◆ Records from a dataset:
○ ○ ○ ○
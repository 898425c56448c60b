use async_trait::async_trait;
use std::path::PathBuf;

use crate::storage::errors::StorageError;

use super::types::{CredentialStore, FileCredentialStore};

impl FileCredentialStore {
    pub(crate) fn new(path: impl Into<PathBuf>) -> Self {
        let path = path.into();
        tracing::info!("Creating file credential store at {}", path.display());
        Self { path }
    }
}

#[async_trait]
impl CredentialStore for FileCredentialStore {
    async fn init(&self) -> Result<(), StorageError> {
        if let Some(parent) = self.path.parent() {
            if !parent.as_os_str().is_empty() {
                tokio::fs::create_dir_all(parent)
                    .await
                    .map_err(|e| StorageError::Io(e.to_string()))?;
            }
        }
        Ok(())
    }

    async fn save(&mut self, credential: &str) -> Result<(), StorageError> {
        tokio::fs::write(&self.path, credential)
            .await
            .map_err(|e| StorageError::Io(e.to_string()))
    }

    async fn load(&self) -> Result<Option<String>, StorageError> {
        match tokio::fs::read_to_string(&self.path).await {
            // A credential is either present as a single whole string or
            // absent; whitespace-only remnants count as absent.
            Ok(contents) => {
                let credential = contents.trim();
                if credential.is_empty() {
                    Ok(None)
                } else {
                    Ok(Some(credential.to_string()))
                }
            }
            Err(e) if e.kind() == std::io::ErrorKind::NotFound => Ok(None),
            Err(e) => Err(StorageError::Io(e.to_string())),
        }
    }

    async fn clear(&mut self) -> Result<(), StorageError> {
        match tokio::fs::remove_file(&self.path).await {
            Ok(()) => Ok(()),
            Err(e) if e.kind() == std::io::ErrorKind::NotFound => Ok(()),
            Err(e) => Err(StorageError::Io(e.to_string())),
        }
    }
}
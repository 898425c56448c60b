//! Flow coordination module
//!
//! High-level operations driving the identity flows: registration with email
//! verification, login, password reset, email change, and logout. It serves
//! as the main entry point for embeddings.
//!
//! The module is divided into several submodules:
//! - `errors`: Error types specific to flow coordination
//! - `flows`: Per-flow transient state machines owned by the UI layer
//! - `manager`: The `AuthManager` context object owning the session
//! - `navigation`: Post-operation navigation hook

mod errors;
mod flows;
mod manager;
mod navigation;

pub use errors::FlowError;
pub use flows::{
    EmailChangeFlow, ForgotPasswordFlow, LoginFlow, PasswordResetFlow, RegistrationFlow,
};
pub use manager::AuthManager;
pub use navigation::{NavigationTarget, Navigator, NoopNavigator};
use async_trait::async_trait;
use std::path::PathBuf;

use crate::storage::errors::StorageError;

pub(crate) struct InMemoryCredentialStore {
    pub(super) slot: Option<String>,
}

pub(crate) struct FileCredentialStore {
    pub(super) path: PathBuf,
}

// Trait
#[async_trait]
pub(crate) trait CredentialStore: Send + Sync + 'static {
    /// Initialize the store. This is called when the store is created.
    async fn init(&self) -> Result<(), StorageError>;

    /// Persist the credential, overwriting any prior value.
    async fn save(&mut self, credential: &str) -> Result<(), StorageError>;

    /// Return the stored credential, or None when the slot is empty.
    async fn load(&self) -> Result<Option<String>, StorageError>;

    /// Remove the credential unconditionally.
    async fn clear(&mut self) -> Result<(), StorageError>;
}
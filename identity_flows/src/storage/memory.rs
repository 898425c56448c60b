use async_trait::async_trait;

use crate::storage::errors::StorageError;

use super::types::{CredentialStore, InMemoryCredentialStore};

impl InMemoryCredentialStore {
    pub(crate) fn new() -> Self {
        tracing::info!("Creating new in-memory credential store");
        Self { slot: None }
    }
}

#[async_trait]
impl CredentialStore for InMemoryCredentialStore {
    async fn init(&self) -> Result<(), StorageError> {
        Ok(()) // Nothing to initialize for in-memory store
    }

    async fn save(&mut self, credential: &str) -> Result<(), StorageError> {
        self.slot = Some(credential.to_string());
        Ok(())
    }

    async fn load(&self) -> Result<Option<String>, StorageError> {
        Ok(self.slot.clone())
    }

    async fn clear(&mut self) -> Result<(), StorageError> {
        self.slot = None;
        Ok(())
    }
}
○ ○ ○ ○
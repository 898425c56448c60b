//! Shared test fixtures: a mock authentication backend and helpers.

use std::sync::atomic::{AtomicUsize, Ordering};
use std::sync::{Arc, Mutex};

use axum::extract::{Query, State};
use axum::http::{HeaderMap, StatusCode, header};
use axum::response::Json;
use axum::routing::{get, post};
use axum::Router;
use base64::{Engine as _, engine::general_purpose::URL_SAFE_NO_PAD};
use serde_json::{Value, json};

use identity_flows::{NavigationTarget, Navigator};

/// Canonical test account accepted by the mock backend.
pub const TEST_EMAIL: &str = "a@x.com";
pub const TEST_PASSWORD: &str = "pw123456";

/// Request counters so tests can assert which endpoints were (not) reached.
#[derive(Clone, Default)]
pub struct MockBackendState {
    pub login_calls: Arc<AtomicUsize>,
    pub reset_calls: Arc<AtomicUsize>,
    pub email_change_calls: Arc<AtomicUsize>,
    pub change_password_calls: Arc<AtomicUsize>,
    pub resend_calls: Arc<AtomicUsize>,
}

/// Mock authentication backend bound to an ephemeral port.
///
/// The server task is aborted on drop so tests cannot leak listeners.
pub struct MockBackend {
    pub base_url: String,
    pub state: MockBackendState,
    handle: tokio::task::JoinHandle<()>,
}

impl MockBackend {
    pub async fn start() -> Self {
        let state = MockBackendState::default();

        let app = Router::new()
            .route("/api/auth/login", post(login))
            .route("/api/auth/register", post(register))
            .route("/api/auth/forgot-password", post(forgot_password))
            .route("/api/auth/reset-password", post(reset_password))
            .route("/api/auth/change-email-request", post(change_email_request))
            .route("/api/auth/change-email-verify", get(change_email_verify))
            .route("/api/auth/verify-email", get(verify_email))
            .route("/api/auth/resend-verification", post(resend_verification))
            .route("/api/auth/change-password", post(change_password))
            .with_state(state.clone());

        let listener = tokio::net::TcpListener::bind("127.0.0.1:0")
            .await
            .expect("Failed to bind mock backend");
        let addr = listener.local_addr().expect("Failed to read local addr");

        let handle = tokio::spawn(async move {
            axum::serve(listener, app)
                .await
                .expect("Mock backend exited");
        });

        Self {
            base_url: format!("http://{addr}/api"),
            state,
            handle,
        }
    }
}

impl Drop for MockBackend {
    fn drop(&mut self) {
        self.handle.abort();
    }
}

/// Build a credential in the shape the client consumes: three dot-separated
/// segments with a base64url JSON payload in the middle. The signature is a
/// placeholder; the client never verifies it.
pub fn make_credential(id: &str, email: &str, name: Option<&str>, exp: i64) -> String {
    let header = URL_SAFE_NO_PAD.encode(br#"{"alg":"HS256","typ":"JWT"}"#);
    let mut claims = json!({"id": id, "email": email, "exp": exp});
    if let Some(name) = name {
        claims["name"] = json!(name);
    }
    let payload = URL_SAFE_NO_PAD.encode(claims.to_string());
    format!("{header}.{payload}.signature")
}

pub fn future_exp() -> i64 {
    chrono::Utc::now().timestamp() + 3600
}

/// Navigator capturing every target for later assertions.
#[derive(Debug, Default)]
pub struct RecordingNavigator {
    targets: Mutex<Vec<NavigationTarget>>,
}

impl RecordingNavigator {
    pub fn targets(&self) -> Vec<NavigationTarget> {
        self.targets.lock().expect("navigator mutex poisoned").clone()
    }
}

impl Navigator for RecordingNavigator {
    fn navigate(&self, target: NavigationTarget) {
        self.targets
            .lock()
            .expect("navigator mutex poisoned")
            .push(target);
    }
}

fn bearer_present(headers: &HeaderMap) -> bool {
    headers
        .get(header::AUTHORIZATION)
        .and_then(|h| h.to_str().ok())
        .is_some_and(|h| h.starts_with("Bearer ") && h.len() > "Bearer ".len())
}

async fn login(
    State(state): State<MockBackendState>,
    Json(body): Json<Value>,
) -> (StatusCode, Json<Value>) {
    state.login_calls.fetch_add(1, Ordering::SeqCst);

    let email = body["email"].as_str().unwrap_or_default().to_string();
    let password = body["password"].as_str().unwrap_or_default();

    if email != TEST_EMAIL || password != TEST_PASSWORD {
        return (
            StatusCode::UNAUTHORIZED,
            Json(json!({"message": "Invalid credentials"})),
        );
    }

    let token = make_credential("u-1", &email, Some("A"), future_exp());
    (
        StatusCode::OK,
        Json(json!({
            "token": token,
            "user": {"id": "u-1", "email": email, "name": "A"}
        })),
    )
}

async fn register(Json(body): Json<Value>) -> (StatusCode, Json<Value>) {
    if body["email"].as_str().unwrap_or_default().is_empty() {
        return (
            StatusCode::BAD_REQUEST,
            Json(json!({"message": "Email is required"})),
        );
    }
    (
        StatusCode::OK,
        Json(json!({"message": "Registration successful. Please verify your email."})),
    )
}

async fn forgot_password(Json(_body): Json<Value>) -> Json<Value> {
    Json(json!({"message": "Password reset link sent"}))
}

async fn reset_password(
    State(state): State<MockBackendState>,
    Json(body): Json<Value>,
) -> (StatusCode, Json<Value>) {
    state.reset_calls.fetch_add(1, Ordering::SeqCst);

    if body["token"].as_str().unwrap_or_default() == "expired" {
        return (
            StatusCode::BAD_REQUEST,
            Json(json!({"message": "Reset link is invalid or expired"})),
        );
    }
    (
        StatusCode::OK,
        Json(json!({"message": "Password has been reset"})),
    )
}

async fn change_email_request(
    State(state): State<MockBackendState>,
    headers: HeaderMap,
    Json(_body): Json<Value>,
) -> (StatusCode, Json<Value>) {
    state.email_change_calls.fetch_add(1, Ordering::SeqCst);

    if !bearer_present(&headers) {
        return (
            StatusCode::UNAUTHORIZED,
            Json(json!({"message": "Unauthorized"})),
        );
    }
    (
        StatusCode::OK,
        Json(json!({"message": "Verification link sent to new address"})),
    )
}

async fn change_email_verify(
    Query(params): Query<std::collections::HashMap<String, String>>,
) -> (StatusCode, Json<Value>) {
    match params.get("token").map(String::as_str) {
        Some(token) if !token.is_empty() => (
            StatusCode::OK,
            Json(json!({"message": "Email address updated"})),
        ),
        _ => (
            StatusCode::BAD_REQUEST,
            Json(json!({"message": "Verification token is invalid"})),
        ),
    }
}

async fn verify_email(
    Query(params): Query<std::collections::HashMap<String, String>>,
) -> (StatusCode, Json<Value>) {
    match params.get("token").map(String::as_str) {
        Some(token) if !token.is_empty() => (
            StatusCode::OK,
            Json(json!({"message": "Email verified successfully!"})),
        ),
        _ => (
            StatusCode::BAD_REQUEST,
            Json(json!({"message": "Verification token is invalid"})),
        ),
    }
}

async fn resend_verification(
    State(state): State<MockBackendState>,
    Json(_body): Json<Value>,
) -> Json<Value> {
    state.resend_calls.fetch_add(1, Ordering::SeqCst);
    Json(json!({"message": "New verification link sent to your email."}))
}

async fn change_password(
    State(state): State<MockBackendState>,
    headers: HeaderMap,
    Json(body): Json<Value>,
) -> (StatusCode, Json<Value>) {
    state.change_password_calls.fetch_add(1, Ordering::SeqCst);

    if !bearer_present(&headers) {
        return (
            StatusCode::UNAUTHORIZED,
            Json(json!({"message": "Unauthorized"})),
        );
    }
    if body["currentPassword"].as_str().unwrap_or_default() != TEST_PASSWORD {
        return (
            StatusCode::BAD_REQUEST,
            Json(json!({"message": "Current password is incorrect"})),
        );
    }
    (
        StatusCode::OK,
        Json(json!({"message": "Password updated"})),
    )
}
○ ○ ○ ○
◆ Task to carry out: The lines above that hold the word "tracing" should be found and copied out.

◆ Written answer:
        tracing::info!("Creating file credential store at {}", path.display());
        tracing::info!("Creating new in-memory credential store");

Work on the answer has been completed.